--- Provided entries ---

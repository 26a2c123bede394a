//! Monthly amortization schedule with interleaved extra repayments.
//!
//! Regular installments and ad-hoc extra payments are merged into one
//! chronological ledger. Interest is recomputed every month on the balance
//! left after that month's extra payments, so an extra payment in month M
//! lowers the interest charged in month M+1. All math in `rust_decimal::Decimal`.

use chrono::NaiveDate;
use rust_decimal::Decimal;
use rust_decimal_macros::dec;
use serde::{Deserialize, Serialize};
use std::time::Instant;

use super::validation;
use crate::dates;
use crate::types::{with_metadata, ComputationOutput, ExtraPayment, LoanProfile, Money, RatePercent};
use crate::CreditQuestResult;

// ---------------------------------------------------------------------------
// Constants
// ---------------------------------------------------------------------------

/// Balance at or below which the loan is considered fully paid.
pub const BALANCE_EPSILON: Decimal = dec!(0.01);

/// Hard ceiling on schedule length: 100 years of monthly installments.
pub const MAX_SCHEDULE_MONTHS: u32 = 1200;

// ---------------------------------------------------------------------------
// Schedule types
// ---------------------------------------------------------------------------

/// Whether an event is a scheduled installment or an extra repayment.
#[derive(Debug, Clone, Copy, PartialEq, Eq, Hash, Serialize, Deserialize)]
#[serde(rename_all = "lowercase")]
pub enum PaymentKind {
    Regular,
    Extra,
}

/// One entry of the amortization ledger. Derived, never persisted.
#[derive(Debug, Clone, PartialEq, Serialize, Deserialize)]
pub struct PaymentEvent {
    /// Zero-based index of the schedule month this event belongs to.
    pub sequence: u32,
    /// `m-{year}-{month0}` for installments, the caller's id for extras.
    pub id: String,
    pub date: NaiveDate,
    pub kind: PaymentKind,
    /// Total cash paid.
    pub payment: Money,
    pub interest_part: Money,
    pub principal_part: Money,
    /// Principal balance after this event, floored at zero.
    pub remaining_after: Money,
    pub year: i32,
    /// Calendar month, 1-12.
    pub month: u32,
}

impl PaymentEvent {
    pub fn is_regular(&self) -> bool {
        self.kind == PaymentKind::Regular
    }

    pub fn is_extra(&self) -> bool {
        self.kind == PaymentKind::Extra
    }
}

/// Id of the regular installment due in `(year, month)`.
///
/// The month index in the id is zero-based so that checked-id ledgers
/// written by the web frontend stay valid.
pub fn regular_payment_id(year: i32, month: u32) -> String {
    format!("m-{}-{}", year, month.saturating_sub(1))
}

// ---------------------------------------------------------------------------
// Envelope input / output
// ---------------------------------------------------------------------------

/// Loan profile plus the recorded extra payments.
#[derive(Debug, Clone, Serialize, Deserialize)]
#[serde(rename_all = "camelCase")]
pub struct ScheduleInput {
    pub profile: LoanProfile,
    #[serde(default)]
    pub extra_payments: Vec<ExtraPayment>,
}

/// Schedule plus summary totals.
#[derive(Debug, Clone, Serialize, Deserialize)]
pub struct ScheduleOutput {
    pub events: Vec<PaymentEvent>,
    pub regular_payment_count: u32,
    pub extra_payment_count: u32,
    pub total_interest: Money,
    pub total_principal: Money,
    /// Principal repaid through extra payments.
    pub total_extra: Money,
    pub total_paid: Money,
    pub final_balance: Money,
    /// Date of the last event, if any.
    pub payoff_date: Option<NaiveDate>,
    pub paid_off: bool,
    pub ceiling_reached: bool,
    /// Extra payments never consumed, usually because the loan was settled first.
    pub unapplied_extra_payment_ids: Vec<String>,
}

// ---------------------------------------------------------------------------
// Public API
// ---------------------------------------------------------------------------

/// Generate the merged schedule of regular and extra payments.
///
/// Never fails. Inputs that cannot amortize run into the
/// [`MAX_SCHEDULE_MONTHS`] ceiling, or stop early once the growing balance
/// overflows `Decimal`, and yield an incomplete schedule; use
/// [`validation::validate_profile`] before calling to reject them.
pub fn generate_schedule(
    principal: Money,
    annual_rate_percent: RatePercent,
    monthly_payment: Money,
    start_date: NaiveDate,
    extra_payments: &[ExtraPayment],
) -> Vec<PaymentEvent> {
    run_schedule(
        principal,
        annual_rate_percent,
        monthly_payment,
        start_date,
        extra_payments,
    )
    .events
}

/// Validate the profile and extras, generate the schedule and summarise it.
pub fn build_schedule(
    input: &ScheduleInput,
) -> CreditQuestResult<ComputationOutput<ScheduleOutput>> {
    let start = Instant::now();
    let mut warnings: Vec<String> = Vec::new();

    validation::validate_profile(&input.profile)?;
    validation::validate_extra_payments(&input.extra_payments)?;

    let profile = &input.profile;
    let run = run_schedule(
        profile.principal,
        profile.interest_rate,
        profile.monthly_payment,
        profile.start_date,
        &input.extra_payments,
    );

    if run.ceiling_reached {
        warnings.push(format!(
            "Schedule stopped at the {MAX_SCHEDULE_MONTHS}-month ceiling with {} still outstanding",
            run.final_balance.round_dp(2)
        ));
    }
    if !run.unapplied.is_empty() {
        warnings.push(format!(
            "{} extra payment(s) not applied before the schedule ended: {}",
            run.unapplied.len(),
            run.unapplied.join(", ")
        ));
    }

    let output = summarise(run);
    let elapsed = start.elapsed().as_micros() as u64;
    Ok(with_metadata(
        "Monthly annuity amortization with merged extra repayments",
        input,
        warnings,
        elapsed,
        output,
    ))
}

// ---------------------------------------------------------------------------
// Engine
// ---------------------------------------------------------------------------

/// Schedule for a stored profile and its extras.
pub(crate) fn run_for_profile(
    profile: &LoanProfile,
    extra_payments: &[ExtraPayment],
) -> Vec<PaymentEvent> {
    generate_schedule(
        profile.principal,
        profile.interest_rate,
        profile.monthly_payment,
        profile.start_date,
        extra_payments,
    )
}

struct ScheduleRun {
    events: Vec<PaymentEvent>,
    unapplied: Vec<String>,
    final_balance: Money,
    ceiling_reached: bool,
}

fn run_schedule(
    principal: Money,
    annual_rate_percent: RatePercent,
    monthly_payment: Money,
    start_date: NaiveDate,
    extra_payments: &[ExtraPayment],
) -> ScheduleRun {
    let monthly_rate = annual_rate_percent / dec!(100) / dec!(12);

    // Stable sort: extras on the same instant keep their recorded order.
    let mut extras: Vec<&ExtraPayment> = extra_payments.iter().collect();
    extras.sort_by_key(|e| e.date);
    let mut cursor = 0usize;

    let mut remaining = principal;
    let mut events = Vec::new();
    let mut sequence = 0u32;
    let mut overflowed = false;

    while remaining > BALANCE_EPSILON && sequence < MAX_SCHEDULE_MONTHS {
        let Some(current) = dates::add_months(start_date, sequence) else {
            tracing::warn!(%start_date, sequence, "installment date out of calendar range");
            break;
        };
        let (year, month) = dates::month_key(current);

        let Some(step) = installment(remaining, monthly_rate, monthly_payment) else {
            tracing::warn!(sequence, remaining = %remaining, "balance left the decimal range");
            overflowed = true;
            break;
        };
        remaining = step.remaining_after;

        events.push(PaymentEvent {
            sequence,
            id: regular_payment_id(year, month),
            date: current,
            kind: PaymentKind::Regular,
            payment: step.payment,
            interest_part: step.interest,
            principal_part: step.principal,
            remaining_after: remaining.max(Decimal::ZERO),
            year,
            month,
        });

        // Drain every extra dated in or before this month.
        while let Some(extra) = extras.get(cursor) {
            if extra.month_key() > (year, month) || remaining < BALANCE_EPSILON {
                break;
            }
            let amount = extra.amount.min(remaining);
            remaining -= amount;

            let date = extra.date.date_naive();
            let (extra_year, extra_month) = dates::month_key(date);
            events.push(PaymentEvent {
                sequence,
                id: extra.id.clone(),
                date,
                kind: PaymentKind::Extra,
                payment: amount,
                interest_part: Decimal::ZERO,
                principal_part: amount,
                remaining_after: remaining.max(Decimal::ZERO),
                year: extra_year,
                month: extra_month,
            });
            cursor += 1;
        }

        sequence += 1;
    }

    let paid_off = remaining <= BALANCE_EPSILON;
    let ceiling_reached = !paid_off && (overflowed || sequence >= MAX_SCHEDULE_MONTHS);
    let unapplied: Vec<String> = extras[cursor..].iter().map(|e| e.id.clone()).collect();

    if ceiling_reached {
        tracing::warn!(
            months = sequence,
            remaining = %remaining,
            "schedule hit the month ceiling without paying off"
        );
    }
    if !unapplied.is_empty() {
        tracing::warn!(count = unapplied.len(), "extra payments left unapplied");
    }
    tracing::debug!(events = events.len(), months = sequence, paid_off, "schedule generated");

    ScheduleRun {
        events,
        unapplied,
        final_balance: remaining.max(Decimal::ZERO),
        ceiling_reached,
    }
}

struct Installment {
    interest: Money,
    principal: Money,
    payment: Money,
    remaining_after: Money,
}

/// Split of one regular installment, or `None` once the balance no longer
/// fits in a `Decimal`.
///
/// A payment that would leave at most [`BALANCE_EPSILON`] outstanding
/// settles the whole balance, so the ledger closes at exactly zero.
fn installment(
    remaining: Money,
    monthly_rate: Decimal,
    monthly_payment: Money,
) -> Option<Installment> {
    let interest = remaining.checked_mul(monthly_rate)?;
    let mut principal = monthly_payment.checked_sub(interest)?;
    if remaining.checked_sub(principal)? <= BALANCE_EPSILON {
        principal = remaining;
    }
    Some(Installment {
        interest,
        principal,
        payment: principal.checked_add(interest)?,
        remaining_after: remaining.checked_sub(principal)?,
    })
}

fn summarise(run: ScheduleRun) -> ScheduleOutput {
    let mut regular_payment_count = 0u32;
    let mut extra_payment_count = 0u32;
    let mut total_interest = Decimal::ZERO;
    let mut total_principal = Decimal::ZERO;
    let mut total_extra = Decimal::ZERO;

    for event in &run.events {
        total_interest = total_interest.saturating_add(event.interest_part);
        total_principal = total_principal.saturating_add(event.principal_part);
        match event.kind {
            PaymentKind::Regular => regular_payment_count += 1,
            PaymentKind::Extra => {
                extra_payment_count += 1;
                total_extra = total_extra.saturating_add(event.principal_part);
            }
        }
    }

    let payoff_date = run.events.last().map(|e| e.date);
    let paid_off = run.final_balance <= BALANCE_EPSILON;

    ScheduleOutput {
        events: run.events,
        regular_payment_count,
        extra_payment_count,
        total_interest,
        total_principal,
        total_extra,
        total_paid: total_interest.saturating_add(total_principal),
        final_balance: run.final_balance,
        payoff_date,
        paid_off,
        ceiling_reached: run.ceiling_reached,
        unapplied_extra_payment_ids: run.unapplied,
    }
}

// ---------------------------------------------------------------------------
// Tests
// ---------------------------------------------------------------------------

---

__Your goal__
Taking the listing above as the source, transcribe only the lines starting at the line with "of monthly installments." and going through the line with "an extra repayment.", unaltered and with both ends included.

__Solution below__
/// Hard ceiling on schedule length: 100 years of monthly installments.
pub const MAX_SCHEDULE_MONTHS: u32 = 1200;

// ---------------------------------------------------------------------------
// Schedule types
// ---------------------------------------------------------------------------

/// Whether an event is a scheduled installment or an extra repayment.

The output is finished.